Project Innovations Limited v Aziza Residential Suites Limited & another [2015] KEHC 1169 (KLR)
Full Case Text
REPUBLIC OF KENYA
IN THE HIGH COURT OF KENYA AT NAIROBI
CIVIL CASE NUMBER 392 OF 2012
PROJECT INNOVATIONS LIMITED. …………………………………… PLAINTIFF
VERSUS
AZIZA RESIDENTIAL SUITES LIMITED. ……………………..…… 1ST DEFENDANT
CATHERINE RUTH WAMUYU MIMANO. ……………………..…… 2ND DEFENDANT
R U L I N G
This is a ruling to a Preliminary Objection dated 18th October, 2015 and filed on the 19th October, 2015. The objection has been raised by the Defendants and the same is premised on the fact that this Honourable Court lacks the necessary jurisdiction to hear and determine the matter in dispute and that the Arbitration Tribunal is the only body competent to deal with the issues in dispute herein except for the Counter-claim.
The Plaintiff in this matter filed a Plaint on the 7th August, 2012 seeking a sum of Ksh.13,547,430/- plus interest at Commercial Rates of 22% from 2nd May, 2012 until payment in full.
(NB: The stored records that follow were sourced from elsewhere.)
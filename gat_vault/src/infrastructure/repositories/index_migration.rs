// /////////////////////////////////////////////////////////////////////////////
// Gat Vault RS
// Copyright (c) 2025 Michael Gardner, A Bit of Help, Inc.
// SPDX-License-Identifier: BSD-3-Clause
// See LICENSE file in the project root.
// /////////////////////////////////////////////////////////////////////////////

//! # JSON-to-SQLite Index Migration
//!
//! Vaults that started on the JSON backend move to SQLite in one shot: when
//! `index.json` exists and `index.db` does not, every entry is imported into
//! the SQLite schema inside a single transaction and the JSON file is renamed
//! to `index.json.bak`. The migrated index yields byte-identical `entries()`
//! output.
//!
//! A JSON file that fails to parse aborts the migration with
//! `SseError::CorruptedStore`; nothing is renamed and nothing is written, so
//! the operator can repair or restore the original file.

use std::collections::BTreeMap;
use std::path::Path;

use gat_vault_domain::repositories::IndexBackend;
use gat_vault_domain::SseError;

use super::json_index_backend::JSON_INDEX_FILE;
use super::sqlite_index_backend::{SqliteIndexBackend, SQLITE_INDEX_FILE};

/// Suffix appended to the JSON index after a successful import.
pub const JSON_BACKUP_FILE: &str = "index.json.bak";

/// Migrates `index.json` into `index.db` if (and only if) the former exists
/// and the latter does not. Returns whether a migration ran.
pub async fn migrate_json_index(storage_dir: &Path) -> Result<bool, SseError> {
    let json_path = storage_dir.join(JSON_INDEX_FILE);
    let db_path = storage_dir.join(SQLITE_INDEX_FILE);

    if !json_path.exists() {
        return Ok(false);
    }
    if db_path.exists() {
        // Already on SQLite; never overwrite.
        return Ok(false);
    }

    let raw = std::fs::read_to_string(&json_path)
        .map_err(|e| SseError::io_error(format!("Failed to read {}: {}", json_path.display(), e)))?;
    let entries: BTreeMap<String, Vec<String>> = serde_json::from_str(&raw).map_err(|e| {
        SseError::corrupted_store(format!(
            "Index file {} failed to parse during migration: {}",
            json_path.display(),
            e
        ))
    })?;

    let backend = SqliteIndexBackend::open(storage_dir).await?;
    backend.add_batch(&entries).await?;
    backend.close().await?;

    let backup_path = storage_dir.join(JSON_BACKUP_FILE);
    std::fs::rename(&json_path, &backup_path).map_err(|e| {
        SseError::io_error(format!(
            "Migrated index but failed to rename {} to {}: {}",
            json_path.display(),
            backup_path.display(),
            e
        ))
    })?;

    tracing::info!(
        dir = %storage_dir.display(),
        tokens = entries.len(),
        "migrated JSON index to SQLite"
    );
    Ok(true)
}
// /////////////////////////////////////////////////////////////////////////////
// Gat Vault RS
// Copyright (c) 2025 Michael Gardner, A Bit of Help, Inc.
// SPDX-License-Identifier: BSD-3-Clause
// See LICENSE file in the project root.
// /////////////////////////////////////////////////////////////////////////////

//! Infrastructure layer: concrete implementations of domain ports plus
//! configuration and observability plumbing.

pub mod config;
pub mod logging;
pub mod repositories;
He has also sought costs of the suit.
The cause of action arose out of a contract entered into between the Plaintiff and the 1st Defendant on the 9th February, 2011 wherein the 1st Defendant employed the Plaintiff as a contractor in the construction to completion, of two blocks of Residential Apartments and Associated External Works at Mirema Road on L.R No. 7968/2012 for a contract period of 36 weeks at an agreed costs of Ksh.74,398,684/-.
It was expressly provided in the contract that the consideration for the employment of the Plaintiff would be in the sum of Ksh.74,398,684/- payable as stipulated in clause 34 and the Appendix to the Agreement.
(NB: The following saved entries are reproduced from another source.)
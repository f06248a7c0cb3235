// /////////////////////////////////////////////////////////////////////////////
// Gat Vault RS
// Copyright (c) 2025 Michael Gardner, A Bit of Help, Inc.
// SPDX-License-Identifier: BSD-3-Clause
// See LICENSE file in the project root.
// /////////////////////////////////////////////////////////////////////////////

//! # Forward-Private Index Keys
//!
//! Forward privacy bounds what a past search token reveals about future
//! uploads. Every keyword carries a per-vault update counter; the index key
//! for the c-th insertion is
//!
//! ```text
//! K_fwd = HMAC-SHA256(K_search, "sse.v1.forward")
//! IK(kw, c) = HMAC-SHA256(K_fwd, kw || be_u64(c))
//! ```
//!
//! Upload stores under `IK(kw, counter)` and increments the counter. Search
//! sends the full historical token set `{IK(kw, 0) .. IK(kw, c-1)}`, so old
//! entries stay findable while an insertion after the search uses a key the
//! server has never seen and cannot link to the earlier query.
//!
//! The scheme follows Bost-style forward-secure SSE: leakage at update time
//! is limited to "some keyword was updated".

use ring::hmac;

use crate::services::trapdoor::normalize_keyword;
use crate::value_objects::SearchToken;

const LABEL_FWD: &[u8] = b"sse.v1.forward";

/// Derives the forward-privacy key from the search subkey. Computed once per
/// client session; separate domain from deterministic trapdoors.
pub fn derive_forward_key(k_search: &[u8; 32]) -> [u8; 32] {
    let key = hmac::Key::new(hmac::HMAC_SHA256, k_search);
    let tag = hmac::sign(&key, LABEL_FWD);
    let mut out = [0u8; 32];
    out.copy_from_slice(tag.as_ref());
    out
}

/// Index key for `(keyword, counter)`. Same pair always yields the same key;
/// any other counter yields an unlinkable one.
pub fn forward_index_key(keyword: &str, counter: u64, k_fwd: &[u8; 32]) -> SearchToken {
    let key = hmac::Key::new(hmac::HMAC_SHA256, k_fwd);
    let mut ctx = hmac::Context::with_key(&key);
    ctx.update(normalize_keyword(keyword).as_bytes());
    ctx.update(&counter.to_be_bytes());
    let tag = ctx.sign();
    let mut out = [0u8; 32];
    out.copy_from_slice(tag.as_ref());
    SearchToken::from_bytes(out)
}

/// Search tokens for all historical versions of a keyword: counters
/// `0..counter_max` (exclusive). Empty when the keyword was never indexed.
pub fn forward_search_tokens(keyword: &str, counter_max: u64, k_fwd: &[u8; 32]) -> Vec<SearchToken> {
    (0..counter_max)
        .map(|c| forward_index_key(keyword, c, k_fwd))
        .collect()
}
The 1st Defendant had caused drawings and specifications to be prepared showing and describing the work to be done and the Plaintiff commenced the works on the 11th February, 2011.
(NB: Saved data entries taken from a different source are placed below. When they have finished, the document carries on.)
// /////////////////////////////////////////////////////////////////////////////
// Gat Vault RS
// Copyright (c) 2025 Michael Gardner, A Bit of Help, Inc.
// SPDX-License-Identifier: BSD-3-Clause
// See LICENSE file in the project root.
// /////////////////////////////////////////////////////////////////////////////

//! # SQLite Index Backend
//!
//! SQLite-backed implementation of the `IndexBackend` port: one row per
//! `(token_hex, doc_id)` pair. Scales to large document sets while preserving
//! the contract of the JSON backend exactly.
//!
//! ## Schema
//!
//! ```sql
//! CREATE TABLE IF NOT EXISTS index_entries (
//!     token_hex TEXT NOT NULL,
//!     doc_id TEXT NOT NULL,
//!     UNIQUE(token_hex, doc_id)
//! );
//! CREATE INDEX IF NOT EXISTS idx_key ON index_entries(token_hex);
//! ```
//!
//! The `UNIQUE` constraint plus `INSERT OR IGNORE` makes pair insertion
//! idempotent; `rowid` ordering within a token preserves first-insertion
//! order for deterministic iteration. Batches execute inside a single
//! transaction so a concurrent reader sees all of a batch or none of it.

use async_trait::async_trait;
use sqlx::sqlite::{SqliteConnectOptions, SqlitePoolOptions};
use sqlx::{Row, SqlitePool};
use std::collections::{BTreeMap, HashMap};
use std::path::Path;

use gat_vault_domain::repositories::IndexBackend;
use gat_vault_domain::SseError;

/// Index filename inside a vault storage directory.
pub const SQLITE_INDEX_FILE: &str = "index.db";

const CREATE_TABLE_SQL: &str = "CREATE TABLE IF NOT EXISTS index_entries (token_hex TEXT NOT NULL, doc_id TEXT NOT NULL, UNIQUE(token_hex, doc_id))";
const CREATE_INDEX_SQL: &str = "CREATE INDEX IF NOT EXISTS idx_key ON index_entries(token_hex)";

/// SQLite-backed index backend.
pub struct SqliteIndexBackend {
    pool: SqlitePool,
}

impl SqliteIndexBackend {
    /// Opens (or creates) the backend at `<dir>/index.db` and ensures the
    /// schema exists.
    pub async fn open(storage_dir: &Path) -> Result<Self, SseError> {
        std::fs::create_dir_all(storage_dir)
            .map_err(|e| SseError::io_error(format!("Failed to create {}: {}", storage_dir.display(), e)))?;
        let path = storage_dir.join(SQLITE_INDEX_FILE);
        let options = SqliteConnectOptions::new()
            .filename(&path)
            .create_if_missing(true);
        // Writes are serialized by the storage server; one connection keeps
        // SQLite locking simple.
        let pool = SqlitePoolOptions::new()
            .max_connections(1)
            .connect_with(options)
            .await
            .map_err(|e| {
                SseError::database_error(format!("Failed to open index db {}: {}", path.display(), e))
            })?;
        let backend = Self { pool };
        backend.ensure_schema().await?;
        tracing::debug!(path = %path.display(), "opened SQLite index backend");
        Ok(backend)
    }

    /// In-memory backend for tests.
    pub async fn in_memory() -> Result<Self, SseError> {
        let pool = SqlitePoolOptions::new()
            .max_connections(1)
            .connect_with(SqliteConnectOptions::new().in_memory(true))
            .await
            .map_err(|e| SseError::database_error(format!("Failed to open in-memory index db: {}", e)))?;
        let backend = Self { pool };
        backend.ensure_schema().await?;
        Ok(backend)
    }

    async fn ensure_schema(&self) -> Result<(), SseError> {
        sqlx::query(CREATE_TABLE_SQL)
            .execute(&self.pool)
            .await
            .map_err(|e| SseError::corrupted_store(format!("Failed to create index schema: {}", e)))?;
        sqlx::query(CREATE_INDEX_SQL)
            .execute(&self.pool)
            .await
            .map_err(|e| SseError::corrupted_store(format!("Failed to create token index: {}", e)))?;
        Ok(())
    }
}

#[async_trait]
impl IndexBackend for SqliteIndexBackend {
    async fn add(&self, token_hex: &str, doc_ids: &[String]) -> Result<(), SseError> {
        let mut batch = BTreeMap::new();
        batch.insert(token_hex.to_string(), doc_ids.to_vec());
        self.add_batch(&batch).await
    }

    async fn add_batch(&self, batch: &BTreeMap<String, Vec<String>>) -> Result<(), SseError> {
        let mut tx = self
            .pool
            .begin()
            .await
            .map_err(|e| SseError::database_error(format!("Failed to begin index transaction: {}", e)))?;
        for (token_hex, doc_ids) in batch {
            for doc_id in doc_ids {
                sqlx::query("INSERT OR IGNORE INTO index_entries (token_hex, doc_id) VALUES (?, ?)")
                    .bind(token_hex)
                    .bind(doc_id)
                    .execute(&mut *tx)
                    .await
                    .map_err(|e| SseError::database_error(format!("Failed to insert index pair: {}", e)))?;
            }
        }
        tx.commit()
            .await
            .map_err(|e| SseError::database_error(format!("Failed to commit index batch: {}", e)))?;
        Ok(())
    }

    async fn entries(&self) -> Result<Vec<(String, Vec<String>)>, SseError> {
        let rows = sqlx::query("SELECT token_hex, doc_id FROM index_entries ORDER BY token_hex, rowid")
            .fetch_all(&self.pool)
            .await
            .map_err(|e| SseError::database_error(format!("Failed to scan index entries: {}", e)))?;

        let mut out: Vec<(String, Vec<String>)> = Vec::new();
        for row in rows {
            let token_hex: String = row.get("token_hex");
            let doc_id: String = row.get("doc_id");
            match out.last_mut() {
                Some((current, doc_ids)) if *current == token_hex => doc_ids.push(doc_id),
                _ => out.push((token_hex, vec![doc_id])),
            }
        }
        Ok(out)
    }

    async fn remove_doc_id(&self, doc_id: &str) -> Result<(), SseError> {
        sqlx::query("DELETE FROM index_entries WHERE doc_id = ?")
            .bind(doc_id)
            .execute(&self.pool)
            .await
            .map_err(|e| SseError::database_error(format!("Failed to purge doc from index: {}", e)))?;
        Ok(())
    }

    async fn bytes_per_doc(&self) -> Result<HashMap<String, u64>, SseError> {
        let rows = sqlx::query(
            "SELECT doc_id, SUM(LENGTH(token_hex) + LENGTH(doc_id)) AS bytes FROM index_entries GROUP BY doc_id",
        )
        .fetch_all(&self.pool)
        .await
        .map_err(|e| SseError::database_error(format!("Failed to compute index footprint: {}", e)))?;

        let mut out = HashMap::new();
        for row in rows {
            let doc_id: String = row.get("doc_id");
            let bytes: i64 = row.get("bytes");
            out.insert(doc_id, bytes.max(0) as u64);
        }
        Ok(out)
    }

    async fn close(&self) -> Result<(), SseError> {
        self.pool.close().await;
        Ok(())
    }
}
The Plaintiff in its Plaint avers that, the 1st Defendant in clear breach of its obligations to the Plaintiff purported to terminate the contract by its letter dated 14th October, 2011 under the Provisions of Article 381 of the Agreement and requested for a joint inspection of the project with the project consultants.
The project was stopped by the City Council of Nairobi when it issued an Enforcement Notice dated 25th February 2011 directing that the construction and ongoing works be stopped for failure to comply with the Physical Planning Act Section 30(1) and (ii) and the City Council By Laws.
The works resumed on the 18th May, 2011 after being stopped for 77 days with the Defendants having engaged a New Architect who issued New Architectural and Structural Drawings. The Plaintiff was duly instructed to demolish the works previously executed in respect of the original Architectural Drawings.
The revised drawings had an immediate impact of varying the cost of the project upwards from the initial Ksh.74,398,684/-. The Bill of Quantities was prepared and priced at Ksh.117,258,727. 75 but the first Defendant herein intimated that it had only made a provision for Ksh.85,000,000/- for the project.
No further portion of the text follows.